- _Records provided_
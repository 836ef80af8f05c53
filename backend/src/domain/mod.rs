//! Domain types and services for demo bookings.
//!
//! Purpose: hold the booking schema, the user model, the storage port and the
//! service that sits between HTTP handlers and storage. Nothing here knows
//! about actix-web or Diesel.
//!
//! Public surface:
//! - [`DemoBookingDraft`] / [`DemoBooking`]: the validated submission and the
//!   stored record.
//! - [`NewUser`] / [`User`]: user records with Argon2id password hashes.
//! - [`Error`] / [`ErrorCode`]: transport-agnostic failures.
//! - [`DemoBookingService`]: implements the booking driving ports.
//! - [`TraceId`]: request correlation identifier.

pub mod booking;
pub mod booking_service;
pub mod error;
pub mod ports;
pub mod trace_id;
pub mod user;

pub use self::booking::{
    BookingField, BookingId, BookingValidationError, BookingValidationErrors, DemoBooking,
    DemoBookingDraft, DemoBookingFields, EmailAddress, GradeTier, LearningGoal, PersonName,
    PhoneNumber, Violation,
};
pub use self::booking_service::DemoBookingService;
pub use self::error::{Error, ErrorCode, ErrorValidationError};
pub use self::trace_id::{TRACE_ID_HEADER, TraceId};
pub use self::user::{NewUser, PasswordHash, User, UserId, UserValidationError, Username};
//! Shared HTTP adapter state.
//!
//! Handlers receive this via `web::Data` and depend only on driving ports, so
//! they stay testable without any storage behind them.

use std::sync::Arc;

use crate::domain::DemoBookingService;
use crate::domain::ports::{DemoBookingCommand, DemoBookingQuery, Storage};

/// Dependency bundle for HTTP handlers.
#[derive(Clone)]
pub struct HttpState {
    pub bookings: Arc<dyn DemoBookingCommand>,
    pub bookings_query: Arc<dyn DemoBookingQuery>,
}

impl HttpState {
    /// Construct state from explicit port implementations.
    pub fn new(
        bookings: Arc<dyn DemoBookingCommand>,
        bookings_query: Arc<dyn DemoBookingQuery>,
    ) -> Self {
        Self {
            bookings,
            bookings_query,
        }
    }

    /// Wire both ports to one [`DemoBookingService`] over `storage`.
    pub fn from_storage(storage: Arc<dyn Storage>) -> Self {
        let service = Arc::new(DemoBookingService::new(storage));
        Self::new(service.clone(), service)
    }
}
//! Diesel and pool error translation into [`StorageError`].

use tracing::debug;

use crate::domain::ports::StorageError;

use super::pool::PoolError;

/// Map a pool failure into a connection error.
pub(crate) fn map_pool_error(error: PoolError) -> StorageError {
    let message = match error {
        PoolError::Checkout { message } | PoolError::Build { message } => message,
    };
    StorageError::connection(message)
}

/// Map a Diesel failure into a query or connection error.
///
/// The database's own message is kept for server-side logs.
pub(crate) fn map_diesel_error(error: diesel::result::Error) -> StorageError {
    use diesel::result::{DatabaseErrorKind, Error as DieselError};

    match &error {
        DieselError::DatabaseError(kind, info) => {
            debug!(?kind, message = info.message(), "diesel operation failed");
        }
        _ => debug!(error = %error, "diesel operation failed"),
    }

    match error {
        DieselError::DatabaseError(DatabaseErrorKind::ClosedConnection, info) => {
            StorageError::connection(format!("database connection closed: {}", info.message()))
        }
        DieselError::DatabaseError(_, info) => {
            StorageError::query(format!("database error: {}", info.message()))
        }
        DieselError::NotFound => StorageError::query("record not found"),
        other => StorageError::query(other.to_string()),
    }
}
---
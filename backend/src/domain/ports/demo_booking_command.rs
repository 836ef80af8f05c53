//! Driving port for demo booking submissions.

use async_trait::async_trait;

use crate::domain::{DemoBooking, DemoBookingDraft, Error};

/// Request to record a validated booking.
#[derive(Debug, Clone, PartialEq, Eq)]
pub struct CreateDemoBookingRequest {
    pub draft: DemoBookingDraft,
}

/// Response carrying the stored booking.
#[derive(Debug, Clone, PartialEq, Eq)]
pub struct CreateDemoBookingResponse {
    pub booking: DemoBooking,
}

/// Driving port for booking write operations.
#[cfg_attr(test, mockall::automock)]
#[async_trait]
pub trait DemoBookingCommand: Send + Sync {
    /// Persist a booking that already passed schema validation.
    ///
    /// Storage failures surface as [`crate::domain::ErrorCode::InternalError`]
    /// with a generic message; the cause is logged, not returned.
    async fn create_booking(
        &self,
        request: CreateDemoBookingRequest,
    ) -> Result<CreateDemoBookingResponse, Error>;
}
---
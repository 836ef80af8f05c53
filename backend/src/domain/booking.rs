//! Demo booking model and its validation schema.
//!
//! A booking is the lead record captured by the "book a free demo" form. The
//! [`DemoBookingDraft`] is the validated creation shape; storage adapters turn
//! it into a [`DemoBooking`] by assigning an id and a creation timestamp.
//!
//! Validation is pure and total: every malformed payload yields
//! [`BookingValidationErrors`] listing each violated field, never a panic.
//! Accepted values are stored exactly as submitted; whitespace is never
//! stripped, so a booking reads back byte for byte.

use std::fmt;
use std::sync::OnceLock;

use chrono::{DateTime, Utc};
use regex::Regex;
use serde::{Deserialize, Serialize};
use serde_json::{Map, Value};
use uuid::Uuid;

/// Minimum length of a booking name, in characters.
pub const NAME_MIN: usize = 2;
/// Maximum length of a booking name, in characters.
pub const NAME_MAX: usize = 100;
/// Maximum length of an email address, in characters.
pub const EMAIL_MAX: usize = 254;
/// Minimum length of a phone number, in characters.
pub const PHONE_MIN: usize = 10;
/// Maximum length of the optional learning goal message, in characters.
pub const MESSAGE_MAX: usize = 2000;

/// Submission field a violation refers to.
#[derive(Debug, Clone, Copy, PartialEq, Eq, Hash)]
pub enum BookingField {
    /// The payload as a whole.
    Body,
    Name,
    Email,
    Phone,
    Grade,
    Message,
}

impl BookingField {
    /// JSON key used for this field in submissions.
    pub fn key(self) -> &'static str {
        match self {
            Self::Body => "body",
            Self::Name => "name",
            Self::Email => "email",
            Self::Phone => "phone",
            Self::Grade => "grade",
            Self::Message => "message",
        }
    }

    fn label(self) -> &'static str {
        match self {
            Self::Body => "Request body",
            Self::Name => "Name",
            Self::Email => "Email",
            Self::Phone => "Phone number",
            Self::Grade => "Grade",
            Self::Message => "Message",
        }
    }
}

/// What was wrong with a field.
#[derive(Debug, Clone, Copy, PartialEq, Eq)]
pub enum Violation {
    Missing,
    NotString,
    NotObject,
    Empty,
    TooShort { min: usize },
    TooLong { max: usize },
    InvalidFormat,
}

- _Work item_
For each line of the material that contains the word "validated", make a copy.

- _Task response_
//! - [`DemoBookingDraft`] / [`DemoBooking`]: the validated submission and the
/// Request to record a validated booking.
//! [`DemoBookingDraft`] is the validated creation shape; storage adapters turn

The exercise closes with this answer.